Carbon Engineering’s first direct air capture pilot began in 2015, and in 2017, the company started using carbon to synthesize liquid transportation fuels. It currently has a pilot program in British Columbia and it is aiming to build a large-scale plant there by 2022.
When Carbon Engineering’s technology is used to take CO2 out of the atmosphere and store it underground, the process will create negative emissions. Another market opportunity for Carbon Engineering’s DAC technology is to use the captured CO2 for commercial products, specifically transportation fuels. Even though utilizing the carbon as fuel means it gets re-emitted, the company says that its product is a low-carbon, environmentally friendly alternative to traditional production of fossil fuels.
Carbon Engineering is eyeing establishing a foothold in the California market, where the state’s Low Carbon Fuel Standard (LCFS) makes it economically viable to inject carbon underground or sell fuel synthesized from CO2.
As noted earlier, Carbon Engineering received a lot of attention last June when it published an article in the scientific journal Joule describing its process for DAC and its ability to reduce costs to below $100 per ton.

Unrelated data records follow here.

//! Extractors whose rejections use the JSON error body instead of axum's plain text.

use axum::extract::{FromRequest, FromRequestParts};

use crate::server::error::AppError;

/// JSON request body; malformed JSON or a wrong content type is a 400.
#[derive(FromRequest)]
#[from_request(via(axum::Json), rejection(AppError))]
pub struct JsonBody<T>(pub T);

/// Query string; undecodable parameters such as a repeated `uuid` are a 400.
#[derive(FromRequestParts)]
#[from_request(via(axum::extract::Query), rejection(AppError))]
pub struct QueryParams<T>(pub T);
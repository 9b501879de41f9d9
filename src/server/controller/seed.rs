use axum::{extract::State, http::StatusCode, response::IntoResponse, Json};

use crate::{
    model::{
        admin::{SeedActionDto, SeedResultDto},
        api::ErrorDto,
    },
    server::{
        controller::extract::JsonBody, error::AppError, service::seed::SeedService,
        state::AppState,
    },
};

/// Tag for grouping seeding endpoints in OpenAPI documentation
pub static SEED_TAG: &str = "seed";

/// Create or remove the fake test users.
///
/// Every call is a 404 unless `SEED_ENABLED` is set.
///
/// # Returns
/// - `200 OK` - Users created (or already present) or removed
/// - `400 Bad Request` - Action other than `seed` or `clear`
/// - `404 Not Found` - Seeding disabled
#[utoipa::path(
    post,
    path = "/api/seed",
    tag = SEED_TAG,
    request_body = SeedActionDto,
    responses(
        (status = 200, description = "Action applied", body = SeedResultDto),
        (status = 400, description = "Invalid action", body = ErrorDto),
        (status = 404, description = "Seeding disabled", body = ErrorDto),
        (status = 500, description = "Internal server error", body = ErrorDto)
    ),
)]
pub async fn seed(
    State(state): State<AppState>,
    JsonBody(payload): JsonBody<SeedActionDto>,
) -> Result<impl IntoResponse, AppError> {
    if !state.seed_enabled {
        return Err(AppError::NotFound("Not found".to_string()));
    }

    let seed_service = SeedService::new(&state.db);

    let result = match payload.action.as_deref() {
        Some("seed") => {
            let users = seed_service.seed().await?;

            SeedResultDto {
                success: true,
                message: "Usuarios de prueba creados".to_string(),
                users: Some(users.into_iter().map(|u| u.into_dto()).collect()),
            }
        }
        Some("clear") => {
            seed_service.clear().await?;

            SeedResultDto {
                success: true,
                message: "Usuarios de prueba eliminados".to_string(),
                users: None,
            }
        }
        _ => return Err(AppError::BadRequest("Acción no válida".to_string())),
    };

    Ok((StatusCode::OK, Json(result)))
}
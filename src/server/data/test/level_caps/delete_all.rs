use super::*;

/// Tests deleting the singleton and its history.
///
/// Expected: Ok(2) for one configuration row plus one change row
#[tokio::test]
async fn deletes_config_and_history() -> Result<(), AppError> {
    let test = TestBuilder::new()
        .with_level_caps_tables()
        .build()
        .await
        .unwrap();
    let db = test.db.as_ref().unwrap();

    let repo = LevelCapsRepository::new(db);
    repo.update_global_config(UpdateGlobalConfigParam {
        admin: "AdminUser".to_string(),
        config: GlobalLevelCapConfig::default(),
    })
    .await?;

    assert_eq!(repo.delete_all().await?, 2);
    assert!(repo.get().await?.is_none());
    assert!(repo.get_history(50).await?.is_empty());

    Ok(())
}
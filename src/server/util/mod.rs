pub mod parse;
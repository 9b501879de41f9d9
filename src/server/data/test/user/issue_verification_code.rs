use super::*;

/// Tests issuing a code to a Minecraft account seen for the first time.
///
/// Expected: Ok with an unverified user holding the code
#[tokio::test]
async fn creates_user_with_code() -> Result<(), DbErr> {
    let test = TestBuilder::new()
        .with_table(entity::prelude::User)
        .build()
        .await
        .unwrap();
    let db = test.db.as_ref().unwrap();

    let repo = UserRepository::new(db);
    let user = repo
        .issue_verification_code(IssueVerificationCodeParam {
            minecraft_uuid: "abc".to_string(),
            minecraft_username: "Steve".to_string(),
            code: "123456".to_string(),
        })
        .await?;

    assert_eq!(user.minecraft_uuid.as_deref(), Some("abc"));
    assert_eq!(user.minecraft_username.as_deref(), Some("Steve"));
    assert_eq!(user.verification_code.as_deref(), Some("123456"));
    assert!(!user.verified);

    Ok(())
}

/// Tests that a new code replaces the previous one.
///
/// Only one code may be active per user; the old code must stop matching and the
/// user returns to unverified.
///
/// Expected: Ok with the same user, new code, verified reset to false
#[tokio::test]
async fn replaces_previous_code() -> Result<(), DbErr> {
    let test = TestBuilder::new()
        .with_table(entity::prelude::User)
        .build()
        .await
        .unwrap();
    let db = test.db.as_ref().unwrap();

    let existing = factory::user::UserFactory::new(db)
        .minecraft_uuid("abc")
        .verification_code("111111")
        .verified(true)
        .build()
        .await?;

    let repo = UserRepository::new(db);
    let user = repo
        .issue_verification_code(IssueVerificationCodeParam {
            minecraft_uuid: "abc".to_string(),
            minecraft_username: "Steve".to_string(),
            code: "222222".to_string(),
        })
        .await?;

    assert_eq!(user.id, existing.id);
    assert_eq!(user.verification_code.as_deref(), Some("222222"));
    assert!(!user.verified);
    assert!(repo.find_by_uuid_and_code("abc", "111111").await?.is_none());

    Ok(())
}
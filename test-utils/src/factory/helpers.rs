use std::sync::atomic::{AtomicU64, Ordering};

static COUNTER: AtomicU64 = AtomicU64::new(1);

/// Process-wide sequence so factory defaults never collide on unique columns.
pub fn next_id() -> u64 {
    COUNTER.fetch_add(1, Ordering::SeqCst)
}
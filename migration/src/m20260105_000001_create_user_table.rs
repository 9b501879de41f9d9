use sea_orm_migration::{prelude::*, schema::*};

#[derive(DeriveMigrationName)]
pub struct Migration;

#[async_trait::async_trait]
impl MigrationTrait for Migration {
    async fn up(&self, manager: &SchemaManager) -> Result<(), DbErr> {
        manager
            .create_table(
                Table::create()
                    .table(User::Table)
                    .if_not_exists()
                    .col(pk_auto(User::Id))
                    .col(string_null(User::MinecraftUuid).unique_key())
                    .col(string_null(User::MinecraftUsername))
                    .col(string_null(User::DiscordId).unique_key())
                    .col(string(User::DiscordUsername).default(""))
                    .col(string(User::Nickname).default(""))
                    .col(boolean(User::Verified).default(false))
                    .col(string_null(User::VerificationCode))
                    .col(string_null(User::LastVerificationCode))
                    .col(timestamp_with_time_zone_null(User::VerifiedAt))
                    .col(boolean(User::Banned).default(false))
                    .col(string_null(User::BanReason))
                    .col(timestamp_with_time_zone_null(User::BannedAt))
                    .col(integer_null(User::StarterId))
                    .col(boolean(User::StarterIsShiny).default(false))
                    .col(boolean(User::StarterGiven).default(false))
                    .col(timestamp_with_time_zone_null(User::StarterGivenAt))
                    .col(timestamp_with_time_zone_null(User::RolledAt))
                    .col(boolean(User::IsAdmin).default(false))
                    .col(boolean(User::IsFake).default(false))
                    .col(big_integer(User::CobbleDollarsBalance).default(0))
                    .col(timestamp_with_time_zone(User::CreatedAt))
                    .col(timestamp_with_time_zone(User::UpdatedAt))
                    .to_owned(),
            )
            .await
    }

    async fn down(&self, manager: &SchemaManager) -> Result<(), DbErr> {
        manager
            .drop_table(Table::drop().table(User::Table).to_owned())
            .await
    }
}

#[derive(DeriveIden)]
pub enum User {
    Table,
    Id,
    MinecraftUuid,
    MinecraftUsername,
    DiscordId,
    DiscordUsername,
    Nickname,
    Verified,
    VerificationCode,
    LastVerificationCode,
    VerifiedAt,
    Banned,
    BanReason,
    BannedAt,
    StarterId,
    StarterIsShiny,
    StarterGiven,
    StarterGivenAt,
    RolledAt,
    IsAdmin,
    IsFake,
    CobbleDollarsBalance,
    MinecraftOnline,
    MinecraftLastSeen,
    SyncedAt,
    PokemonParty,
    PcStorage,
    Inventory,
    EnderChest,
    CreatedAt,
    UpdatedAt,
}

The company’s analysis, which is the first paper with a breakdown of engineering costs for DAC, shows that the DAC process is cheaper than previously believed. If correct, the company’s estimates, along with Global Thermostat’s, should shift expectations that DAC can become economical in the foreseeable future. In the paper, the authors describe each step involved in DAC and note what hardware is needed throughout the process. When the researchers consider the amount of energy used in the process and the overall capital expenses, they calculate the overall costs, concluding that the range is from $94 to $232 per ton.
However, the authors acknowledge the shortcomings of estimating costs at this point in the process toward commercialization:
It is difficult to estimate the cost of a technology prior to its widespread deployment. CE [Carbon Engineering] has spent several tens of millions of dollars developing DAC technology, yet our performance and cost estimates still carry substantial uncertainty. Our process design choices were substantially driven by a goal of reducing development risk and reducing the capital cost of early plants, rather than by minimizing energy use or ultimate levelized cost. CE adopted a conservative approach to cost and performance estimation, driven, in part, by controversy around the feasibility and cost of DAC. The process described here should therefore be seen as a low-risk starting point rather than a fully optimized least-cost design.
When this study was published, Carbon Engineering and DAC technology, in general, received an increasing amount of positive press. For instance, a headline in The Atlantic said: “Climate Change Can Be Stopped by Turning Air Into Gasoline.” In the article, Keith explained his company’s goals: “What we’ve done is build a [direct-air capture] process that is—as much as possible—built on existing processes and technologies that are widespread in the world. That’s why we think we have a reasonable possibility of scaling up.”